Karardan ve Türkiye’nin Şanghay İşbirliği Örgütü’ne (ŞİÖ) yakınlaşmasından rahatsızlık duyanlar feryada başladı. Türkiye batıdan kopamazmış, yüzünü batıdan çeviremezmiş. Gerekçe de şu; Atatürk yüzü hep batıya dönükmüş.

Atatürk yüzünü batıya bir kere döndü ve batının kapitalist ve emperyalist devletlerine karşı bağımsızlık ve egemenlik savaşı verdi. Daha sonra ise, yüzü hep doğunun “mazlum devletleri” ne dönüktü.  Atatürk’ün şu sözlerine dikkatinizi çekerim:

«... biz Batı emperyalizmine karşı yalnız ve kurtuluş ve bağımsızlığımızı korumakla iktifa etmiyoruz; aynı zamanda Batı emperyalistlerinin, güçleri ve bilinen vasıtalarıyla Türk milletini emperyalizme vasıta olarak kullanmak istemelerine de engel oluyoruz. Bununla bütün insanlığa hizmet ettiğimize inanıyoruz....”

“... Türkiye'nin bugünkü mücadelesi yalnız kendi nam ve hesabına olsaydı belki daha kısa, daha az kanlı olur ve daha çabuk bitebilirdi. Türkiye azim ve mühim bir gayret sarf ediyor. Çünkü müdafaa ettiği, bütün mazlum milletlerin, bütün şarkın davasıdır ve bunu nihayete getirinceye kadar Türkiye, kendisiyle beraber olan Şark milletlerinin beraber yürüyeceğinden emindir...”

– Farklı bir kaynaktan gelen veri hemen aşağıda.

use chrono::Utc;
use color_eyre::Result;
use crossterm::event::{KeyCode, KeyEvent, KeyEventKind};
use std::time::{Duration, Instant};
use tracing::{info, warn};

use ratatui::layout::{Constraint, Direction, Layout};
use ratatui::style::{Modifier, Style};
use ratatui::text::Line;
use ratatui::{buffer::Buffer, layout::Rect, widgets::Widget};

use ratatui::widgets::{Block, Borders, Clear, Paragraph, StatefulWidget, Tabs, Wrap};

pub mod builder;
pub mod clipboard;
pub mod config;
pub mod focus;
pub mod history;
pub mod keyboard;
pub mod logging;
pub mod row;
pub mod saved;
pub mod storage;
pub mod toast;
pub mod utm;
pub mod widgets;

pub use builder::{Builder, BuilderOptions};
pub use clipboard::{ArboardClipboard, MemoryClipboard, SystemClipboard};
pub use config::{AppConfig, ConfigManager, Theme};
pub use focus::Focus;
pub use saved::{SavedItem, SavedItems};
pub use storage::Storage;
pub use utmgrid_cli::Args;

use keyboard::{global_shortcut, Shortcut};
use storage::Debouncer;
use widgets::controls::Controls;
use widgets::debug::DebugState;
use widgets::grid::{active_problem, GridHit, GridState, GridView};
use widgets::saved_list::{SavedListState, SavedListView};
use widgets::toast::ToastView;

/// Application name used for config and data directories
pub const APP_NAME: &str = "utmgrid";

pub enum AppEvent {
    Key(KeyEvent),
    /// Left click at a terminal position (column, row)
    Click(u16, u16),
    /// Nothing arrived within the poll interval
    Tick,
    Exit,
    Resize(u16, u16), // resized (width, height)
}

#[derive(Debug, Clone, Copy, Default, PartialEq, Eq)]
pub enum Tab {
    #[default]
    Builder,
    Saved,
}

/// Destructive action waiting for a yes/no answer
#[derive(Debug, Clone, PartialEq, Eq)]
pub enum Confirm {
    Reset,
    DeleteSaved(String),
    DeleteAllSaved,
}

pub struct App {
    builder: Builder,
    saved: SavedItems,
    saved_state: SavedListState,
    storage: Storage,
    autosave: Debouncer,
    tab: Tab,
    confirm: Option<Confirm>,
    grid_state: GridState,
    theme: Theme,
    show_row_numbers: bool,
    url_min_width: u16,
    debug: DebugState,
}

impl App {
    /// Build the application from configuration, loading rows and saved links from `storage`
    pub fn new(
        config: &AppConfig,
        storage: Storage,
        clipboard: Box<dyn SystemClipboard>,
    ) -> Result<App> {
        let theme = Theme::from_config(&config.theme)?;
        let snapshot = storage::load_rows(&storage, config.display.default_rows);
        let saved = SavedItems::new(storage::load_saved(&storage));
        info!(
            rows = snapshot.rows.len(),
            saved = saved.len(),
            dir = %storage.dir().display(),
            "loaded state"
        );

        let options = BuilderOptions {
            max_history: config.history.max_entries,
            toast_duration: Duration::from_millis(config.notifications.toast_duration_ms),
        };
        let mut builder = Builder::new(snapshot, clipboard, options);
        builder.set_editor_colors(theme.get("text_primary"), theme.get("cursor_focused"));

        let mut app = App {
            builder,
            saved,
            saved_state: SavedListState::default(),
            storage,
            autosave: Debouncer::new(Duration::from_millis(config.autosave.debounce_ms)),
            tab: Tab::Builder,
            confirm: None,
            grid_state: GridState::default(),
            theme,
            show_row_numbers: config.display.show_row_numbers,
            url_min_width: config.display.url_column_min_width,
            debug: DebugState::default(),
        };
        if config.debug.enabled {
            app.enable_debug();
        }
        Ok(app)
    }

    pub fn enable_debug(&mut self) {
        self.debug.enabled = true;
    }

    pub fn builder(&self) -> &Builder {
        &self.builder
    }

    pub fn saved(&self) -> &SavedItems {
        &self.saved
    }

    pub fn tab(&self) -> Tab {
        self.tab
    }

    pub fn confirm(&self) -> Option<&Confirm> {
        self.confirm.as_ref()
    }

    pub fn storage(&self) -> &Storage {
        &self.storage
    }

    pub fn autosave_pending(&self) -> bool {
        self.autosave.is_pending()
    }

    pub fn saved_selection(&self) -> Option<usize> {
        self.saved_state.selected()
    }

    pub fn event(&mut self, event: &AppEvent) -> Option<AppEvent> {
        self.debug.num_events += 1;
        match event {
            AppEvent::Key(key) => self.key(key),
            AppEvent::Click(column, row) => {
                self.click(*column, *row);
                None
            }
            AppEvent::Tick => {
                self.tick(Instant::now());
                None
            }
            AppEvent::Resize(_, _) | AppEvent::Exit => None,
        }
    }

    fn key(&mut self, key: &KeyEvent) -> Option<AppEvent> {
        // Terminals that report releases would otherwise apply every key twice
        if key.kind != KeyEventKind::Press {
            return None;
        }
        self.debug.on_key(key);

        let mut next = None;
        if self.confirm.is_some() {
            self.confirm_key(key);
        } else if let Some(shortcut) = global_shortcut(key, self.typing()) {
            self.debug.last_action = format!("{:?}", shortcut);
            next = self.shortcut(shortcut);
        } else {
            match self.tab {
                Tab::Builder => {
                    let handled = self.builder.handle_key(key);
                    self.debug.last_action =
                        format!("{} key handled={}", self.builder.focus().label(), handled);
                }
                Tab::Saved => {
                    self.saved_key(key);
                    self.debug.last_action = "saved key".to_string();
                }
            }
        }

        self.builder.settle();
        self.after_change(Instant::now());
        next
    }

    /// True while a text field owns the keyboard
    fn typing(&self) -> bool {
        match self.tab {
            Tab::Builder => self.builder.is_editing(),
            Tab::Saved => self.saved_state.is_editing_comment(),
        }
    }

    fn shortcut(&mut self, shortcut: Shortcut) -> Option<AppEvent> {
        match shortcut {
            Shortcut::Quit => return Some(AppEvent::Exit),
            Shortcut::SwitchTab => self.switch_tab(),
            Shortcut::SaveSelected => self.save_selected(),
            // The rest act on the grid and only make sense while it is on screen
            _ if self.tab != Tab::Builder => {}
            Shortcut::Undo => {
                self.builder.undo();
            }
            Shortcut::Redo => {
                self.builder.redo();
            }
            Shortcut::ToggleSelectAll => self.builder.toggle_select_all(),
            Shortcut::AddRow => self.builder.add_row(),
            Shortcut::Reset => self.confirm = Some(Confirm::Reset),
            Shortcut::CopyUrl => self.builder.copy_focused_url(),
            Shortcut::OpenUrl => self.builder.open_focused_url(),
            Shortcut::DeleteRow => self.builder.delete_focused_row(),
        }
        None
    }

    fn switch_tab(&mut self) {
        self.tab = match self.tab {
            Tab::Builder => {
                self.builder.set_focus(Focus::Idle);
                Tab::Saved
            }
            Tab::Saved => {
                self.saved_state.editing = None;
                Tab::Builder
            }
        };
    }

    fn save_selected(&mut self) {
        let items = self.builder.save_selected(Utc::now());
        if items.is_empty() {
            return;
        }
        self.saved.extend(items);
        self.persist_saved();
    }

    fn confirm_key(&mut self, key: &KeyEvent) {
        let answer = match key.code {
            KeyCode::Char('y') | KeyCode::Char('Y') | KeyCode::Enter => true,
            KeyCode::Char('n') | KeyCode::Char('N') | KeyCode::Esc => false,
            _ => return,
        };
        let Some(confirm) = self.confirm.take() else {
            return;
        };
        if !answer {
            return;
        }
        match confirm {
            Confirm::Reset => self.builder.reset(),
            Confirm::DeleteSaved(id) => {
                if self.saved.delete(&id) {
                    self.persist_saved();
                    self.saved_state.clamp(self.saved.len());
                    self.builder.toasts_mut().success("Saved link deleted");
                }
            }
            Confirm::DeleteAllSaved => {
                self.saved.delete_all();
                self.persist_saved();
                self.saved_state.clamp(0);
                self.builder.toasts_mut().success("All saved links deleted");
            }
        }
    }

    fn saved_key(&mut self, key: &KeyEvent) {
        if self.saved_state.is_editing_comment() {
            self.comment_key(key);
            return;
        }
        let len = self.saved.len();
        self.saved_state.clamp(len);
        let selected = self
            .saved_state
            .selected()
            .and_then(|i| self.saved.get(i))
            .cloned();

        match key.code {
            KeyCode::Up | KeyCode::Char('k') => self.saved_state.move_by(-1, len),
            KeyCode::Down | KeyCode::Char('j') => self.saved_state.move_by(1, len),
            KeyCode::Home => self.saved_state.move_by(-(len as isize), len),
            KeyCode::End => self.saved_state.move_by(len as isize, len),
            KeyCode::Char('D') => {
                if len > 0 {
                    self.confirm = Some(Confirm::DeleteAllSaved);
                }
            }
            _ => {
                let Some(item) = selected else {
                    return;
                };
                match key.code {
                    KeyCode::Enter | KeyCode::Char('c') => {
                        self.builder.copy_text(&item.full_url, "URL copied")
                    }
                    KeyCode::Char('o') => self.builder.open_link(&item.full_url),
                    KeyCode::Char('e') => self.saved_state.start_comment(&item.id, &item.comment),
                    KeyCode::Char('d') | KeyCode::Delete => {
                        self.confirm = Some(Confirm::DeleteSaved(item.id))
                    }
                    _ => {}
                }
            }
        }
    }

    fn comment_key(&mut self, key: &KeyEvent) {
        match key.code {
            KeyCode::Esc => self.saved_state.editing = None,
            KeyCode::Enter => {
                let Some(id) = self.saved_state.editing.take() else {
                    return;
                };
                let comment = self.saved_state.editor.value().to_string();
                if self.saved.update_comment(&id, &comment) {
                    self.persist_saved();
                    self.builder.toasts_mut().success("Comment saved");
                }
            }
            _ => {
                self.saved_state.editor.handle_key(key);
            }
        }
    }

    fn click(&mut self, column: u16, row: u16) {
        if self.tab != Tab::Builder || self.confirm.is_some() {
            return;
        }
        match self.grid_state.hit_at(column, row) {
            Some(GridHit::Checkbox(index)) => self.builder.toggle_row(index),
            Some(GridHit::Cell(cell)) => self.builder.focus_cell(cell.row, cell.field),
            None => return,
        }
        self.builder.settle();
        self.after_change(Instant::now());
    }

    fn after_change(&mut self, now: Instant) {
        if self.builder.take_rows_changed() {
            self.autosave.schedule(now);
        }
    }

    /// Expire toasts and write the rows once the autosave quiet period is over
    pub fn tick(&mut self, now: Instant) {
        self.builder.toasts_mut().expire(now);
        if self.autosave.due(now) {
            self.persist_rows();
        }
    }

    /// Write any pending autosave immediately; called on exit
    pub fn flush(&mut self) {
        if self.autosave.flush() {
            self.persist_rows();
        }
    }

    fn persist_rows(&mut self) {
        if let Err(e) = storage::save_rows(&self.storage, self.builder.snapshot()) {
            warn!("could not save rows: {}", e);
            self.builder
                .toasts_mut()
                .error(format!("Could not save rows: {}", e));
        }
    }

    fn persist_saved(&mut self) {
        if let Err(e) = storage::save_saved(&self.storage, self.saved.items()) {
            warn!("could not save links: {}", e);
            self.builder
                .toasts_mut()
                .error(format!("Could not save links: {}", e));
        }
    }

    fn confirm_message(&self, confirm: &Confirm) -> String {
        match confirm {
            Confirm::Reset => {
                "Reset the grid to a single empty row?\n\nCtrl+Z brings the rows back.".to_string()
            }
            Confirm::DeleteSaved(id) => {
                let name = self
                    .saved
                    .items()
                    .iter()
                    .find(|item| &item.id == id)
                    .map(|item| item.campaign_name.as_str())
                    .unwrap_or("");
                format!(
                    "Delete the saved link \"{}\"?\n\nThis action cannot be undone.",
                    name
                )
            }
            Confirm::DeleteAllSaved => format!(
                "Delete all {} saved links?\n\nThis action cannot be undone.",
                self.saved.len()
            ),
        }
    }

    fn render_confirm(&self, confirm: &Confirm, area: Rect, buf: &mut Buffer) {
        let confirm_area = centered_rect(area, 50, 7);
        Clear.render(confirm_area, buf);
        let block = Block::default()
            .borders(Borders::ALL)
            .border_style(Style::default().fg(self.theme.get("modal_border")))
            .title(" Confirm ");
        let inner = block.inner(confirm_area);
        block.render(confirm_area, buf);

        let message = format!("{}\n[y] Yes   [n] No", self.confirm_message(confirm));
        Paragraph::new(message)
            .wrap(Wrap { trim: false })
            .centered()
            .render(inner, buf);
    }

    fn status_line(&self) -> Line<'static> {
        if self.tab == Tab::Builder {
            if let Some(problem) = active_problem(&self.builder) {
                return Line::styled(problem, Style::default().fg(self.theme.get("error")));
            }
        }
        let rows = self.builder.rows();
        let checked = rows.iter().filter(|r| r.selected).count();
        Line::styled(
            format!(
                " {} rows, {} checked, {} saved{}",
                rows.len(),
                checked,
                self.saved.len(),
                if self.autosave.is_pending() { " (saving...)" } else { "" }
            ),
            Style::default().fg(self.theme.get("text_secondary")),
        )
    }
}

“...Şarktan şimdi doğacak olan güneşe bakınız! Bugün günün ağardığını nasıl görüyorsam, uzaktan bütün şark milletlerinin de uyanışlarını öyle görüyorum. İstiklâl ve hürriyetine kavuşacak olan çok kardeş millet vardır.

“... müstemlekecilik ve emperyalizm yeryüzünden yok olacak ve yerlerine milletler arasında hiçbir renk, din ve ırk farkı gözetmeyen yeni bir ahenk ve işbirliği çağı hakim olacaktır...”

Demek ki, Atatürk, zalimler, mazlumlar kutuplaşmasında Türkiye’nin yerini çok kesin belirlemiştir: Türkiye, Avrupalı değil, Asyalıdır.

Şimdi bu batıcılara Attila İlhan gibi sormak lazım: “Hangi Batı?”


Yüzyıllardır doğuyu ve güneyi sömüren; milyonlarca insanın ölümüne, evinden yuvasından göç etmesine sebep olan; topraklarını, toprak altı zenginliklerini, emeklerini ellerinden yok pahasına veya zorla alan; kana ve göz yaşına doymayan “batı” mı? Yüzümüzü bu batıya mı döndüreceğiz?